Hello Again, Stranger.

By: Bekah Turney

Today, as my mind frenzies with outlandish and infuriating thoughts, the water boiling inside my head finally reaches the edge, spilling over only to burn my skin and awaken me. My emotions push and pull, like the aggressive wind outside this open door I sit near now. And as this all occurs with whirling winds of rage inside my being, I pause in complete understanding, like a light bulb clicking on and my wide eyes stare mesmerized into it.

It’s the feeling of trying to claw out of your own skin, as if in attempts to flee, yet being completely paralyzed to it. Like a reoccurring cycle of self inflicting torment continuously being fed around a painful spinning wheel. As I continue staring into the illuminating light in the bulb of my mind, I recognize my resistance to that which paralyzes me in cyclical torture: it is the idea that I developed into my belief system, that I cannot trust anyone ever. I talk to myself inside my head, bantering back and forth with what seem two of me, ‘How can you lose control of your emotions when you have done so much work and healing? What is it all for then if you keep running into the same problem of letting go?‘ Then the other part of me that counters replies, ‘Well there must be something you’re not seeing or paying attention to that desperately needs your recognition.’ There is a scar I have not yet faced, and seems for a very long time. With every attempt to reach and grasp its truth in my hands, I feel the blade sink further into me. With the unbearable pain I recoil and that is when I try to crawl out of my skin, stuck inside like a hamster on its wheel. It’s like hesitating to take a shot, because the needle must pierce through your skin first to release the medicine that in turn will help you.

Still gazing into the light bulb of my mind, I dissect why the need for mistrust takes residence in my belief system. When I love someone deeply, I feel them integrated as a part of me and open the most beautiful part of myself to them, the most vulnerable and true part of me, I then become the most afraid of losing that person forever. So, the beauty of what love really is feels more like pain. And as I feel this way, because the love is so vulnerable, so deep, I push the ones I care about most away. This means at one point in my life, I believe as a child, at my most beautiful and vulnerable, I was rejected.

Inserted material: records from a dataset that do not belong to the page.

//! Upload content validation.
//!
//! # Responsibilities
//! - Reject empty and oversized content
//! - Enforce the extension allow-list
//! - Require agreement between declared extension and sniffed content type
//!
//! # Design Decisions
//! - Checks short-circuit in a fixed order; the first failure wins
//! - Extension allow-listing and magic-byte sniffing are both required:
//!   either one alone is spoofable

use std::path::Path;

use thiserror::Error;

use crate::upload::sniff::detect_type;

/// Extensions accepted for upload, lower-cased, with the leading dot.
pub const ALLOWED_EXTENSIONS: &[&str] = &[".txt", ".pdf", ".png", ".jpg", ".jpeg"];

/// Why an upload was rejected. Each message is client-visible.
#[derive(Debug, Clone, PartialEq, Eq, Error)]
pub enum UploadRejection {
    #[error("File is empty")]
    Empty,
    #[error("File size exceeds limit of {limit} bytes")]
    TooLarge { limit: usize },
    #[error("File extension {extension} is not allowed")]
    ExtensionNotAllowed { extension: String },
    #[error("File type could not be determined from magic bytes")]
    TypeUndetermined,
    #[error("File content type ({detected}) does not match extension ({declared})")]
    TypeMismatch {
        detected: &'static str,
        declared: String,
    },
}

/// Lower-cased suffix of a declared filename, including the dot.
/// Empty when the name has no extension.
fn declared_extension(filename: &str) -> String {
    Path::new(filename)
        .extension()
        .map(|ext| format!(".{}", ext.to_string_lossy().to_lowercase()))
        .unwrap_or_default()
}

/// Validate upload content against its declared filename.
///
/// Runs the empty, size, extension, magic-byte and agreement checks in that
/// order. On success returns the validated extension to persist under.
pub fn validate(
    content: &[u8],
    filename: &str,
    max_bytes: usize,
) -> Result<String, UploadRejection> {
    if content.is_empty() {
        return Err(UploadRejection::Empty);
    }
    if content.len() > max_bytes {
        return Err(UploadRejection::TooLarge { limit: max_bytes });
    }

    let extension = declared_extension(filename);
    if !ALLOWED_EXTENSIONS.contains(&extension.as_str()) {
        return Err(UploadRejection::ExtensionNotAllowed { extension });
    }

    let detected = detect_type(content).ok_or(UploadRejection::TypeUndetermined)?;
    if detected != extension {
        return Err(UploadRejection::TypeMismatch {
            detected,
            declared: extension,
        });
    }

    Ok(extension)
}

#[cfg(test)]
mod tests {
    use super::*;

    const PNG_HEADER: &[u8] = b"\x89PNG\r\n\x1a\nrest of image";

    #[test]
    fn rejects_empty_content() {
        assert_eq!(validate(b"", "a.txt", 1024), Err(UploadRejection::Empty));
    }

    #[test]
    fn rejects_oversized_content() {
        let content = vec![b'x'; 11];
        assert_eq!(
            validate(&content, "a.txt", 10),
            Err(UploadRejection::TooLarge { limit: 10 })
        );
    }

    #[test]
    fn rejects_disallowed_extension() {
        assert_eq!(
            validate(b"MZ\x90\x00", "malware.exe", 1024),
            Err(UploadRejection::ExtensionNotAllowed {
                extension: ".exe".to_string()
            })
        );
        assert_eq!(
            validate(b"no extension here", "README", 1024),
            Err(UploadRejection::ExtensionNotAllowed {
                extension: String::new()
            })
        );
    }

    #[test]
    fn rejects_extension_content_mismatch() {
        // PNG bytes under a .txt name, and text bytes under a .png name.
        assert_eq!(
            validate(PNG_HEADER, "image.txt", 1024),
            Err(UploadRejection::TypeMismatch {
                detected: ".png",
                declared: ".txt".to_string()
            })
        );
        assert_eq!(
            validate(b"FAKE_PNG_CONTENT", "fake.png", 1024),
            Err(UploadRejection::TypeMismatch {
                detected: ".txt",
                declared: ".png".to_string()
            })
        );
    }

    #[test]
    fn rejects_undetermined_type() {
        assert_eq!(
            validate(&[0xDE, 0xAD, 0xBE, 0xEF], "blob.png", 1024),
            Err(UploadRejection::TypeUndetermined)
        );
    }

    #[test]
    fn accepts_agreeing_content() {
        assert_eq!(validate(PNG_HEADER, "photo.PNG", 1024).as_deref(), Ok(".png"));
        assert_eq!(
            validate(b"plain text body", "notes.txt", 1024).as_deref(),
            Ok(".txt")
        );
    }

    #[test]
    fn extension_is_taken_from_final_suffix() {
        assert_eq!(
            validate(b"plain text body", "../../../etc/passwd.txt", 1024).as_deref(),
            Ok(".txt")
        );
    }
}
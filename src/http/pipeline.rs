//! Request middleware pipeline.
//!
//! # Data Flow
//! ```text
//! inbound request
//!     → resolve correlation id, attach as request extension
//!     → /health: skip rate limiting entirely
//!     → rate-limit check (per client IP); over limit → 429 problem
//!     → downstream handler
//!     → render any parked ApiError into a problem body
//!     → convert bare error responses (405, 408, 413, ...) to problems
//!     → stamp X-Correlation-ID onto the response
//! ```
//!
//! # Design Decisions
//! - One rendering point: handlers park errors, the pipeline renders them
//!   with the request's correlation id
//! - Liveness checks are never throttled
//! - Rejected requests are not recorded in the client's window

use std::any::Any;
use std::net::SocketAddr;
use std::time::Instant;

use axum::extract::{ConnectInfo, Request, State};
use axum::http::header;
use axum::middleware::Next;
use axum::response::{IntoResponse, Response};

use crate::http::correlation::CorrelationId;
use crate::http::problem::{ApiError, PendingProblem, PROBLEM_CONTENT_TYPE};
use crate::http::server::AppState;
use crate::observability::metrics;

/// Path exempt from rate limiting.
pub const HEALTH_PATH: &str = "/health";

/// The cross-cutting middleware wrapped around every route.
pub async fn request_pipeline(
    State(state): State<AppState>,
    ConnectInfo(addr): ConnectInfo<SocketAddr>,
    mut request: Request,
    next: Next,
) -> Response {
    let started = Instant::now();
    let correlation = CorrelationId::resolve(request.headers());
    request.extensions_mut().insert(correlation.clone());

    let method = request.method().to_string();
    let exempt = request.uri().path() == HEALTH_PATH;

    let mut response = if exempt {
        next.run(request).await
    } else {
        let client = addr.ip().to_string();

        if state.limiter.allow(&client, Instant::now()) {
            next.run(request).await
        } else {
            tracing::warn!(client = %client, correlation_id = %correlation, "Rate limit exceeded");
            metrics::record_rate_limited();
            ApiError::rate_limited().into_problem_response(correlation.as_str())
        }
    };

    if let Some(PendingProblem(error)) = response.extensions_mut().remove::<PendingProblem>() {
        response = error.into_problem_response(correlation.as_str());
    } else if is_bare_error(&response) {
        // Errors produced below the handlers (method mismatch, timeout,
        // body-limit) still leave the process in the problem shape.
        let status = response.status();
        let message = status.canonical_reason().unwrap_or("HTTP error");
        response = ApiError::http(status, message).into_problem_response(correlation.as_str());
    }

    correlation.stamp(&mut response);
    metrics::record_request(&method, response.status().as_u16(), started);
    response
}

/// An error-status response that does not already speak the problem shape.
fn is_bare_error(response: &Response) -> bool {
    let status = response.status();
    if !status.is_client_error() && !status.is_server_error() {
        return false;
    }
    response
        .headers()
        .get(header::CONTENT_TYPE)
        .and_then(|value| value.to_str().ok())
        .map_or(true, |ct| !ct.starts_with(PROBLEM_CONTENT_TYPE))
}

/// Turn a handler panic into a parked internal error.
///
/// The payload text is carried only as far as the pipeline's renderer, which
/// logs it sanitized and emits the fixed generic detail.
pub fn handle_panic(err: Box<dyn Any + Send + 'static>) -> Response {
    let message = if let Some(s) = err.downcast_ref::<String>() {
        s.clone()
    } else if let Some(s) = err.downcast_ref::<&str>() {
        (*s).to_string()
    } else {
        "Unknown error".to_string()
    };
    ApiError::internal(message).into_response()
}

Now that I am recognizing this, still not able to remember a specific memory or possible cluster of them, I see that this isn’t who I am, but rather a belief I integrated into my head. I allowed myself to lie about who I really am, because that is how I knew to survive at the time. So, rather than beat myself up for the flaws I created from all I knew at the time to protect myself, I can embrace the truths I have grown to learn at this time right here and now. Oh, and it is painful, it hurts straight down to my core to look at the flaws and try to grasp the concept that they don’t define me, anyone, as a person, ever.

Belief systems are hard to unlearn. But like the analogy above, if you let that needle pierce through to give you the medicine you need, you find the pinch of pain will soon fade, as rather the pain of continuous torment from neglecting your truth will haunt you until met. The pain of the blade that I found sinking deeper in me as I looked at the issue closer each time, is the cry of liberation- after being neglected for so long , it is finally again seen and understood. That is healing. That’s when we say, “Hello again, stranger. It’s so nice to be back home.”

I hear the wind still blowing to and fro as it did when I first started this journey today. Sitting, blanket warming my lap, and my coffee is now cold against pressed lips on the cup’s edge. I see in front of me again. Coming out of the clouds of thought, I watch the breeze through the trees without relating it to the chaos from before, but more now soothing as it passes through. Like the pain I pursued.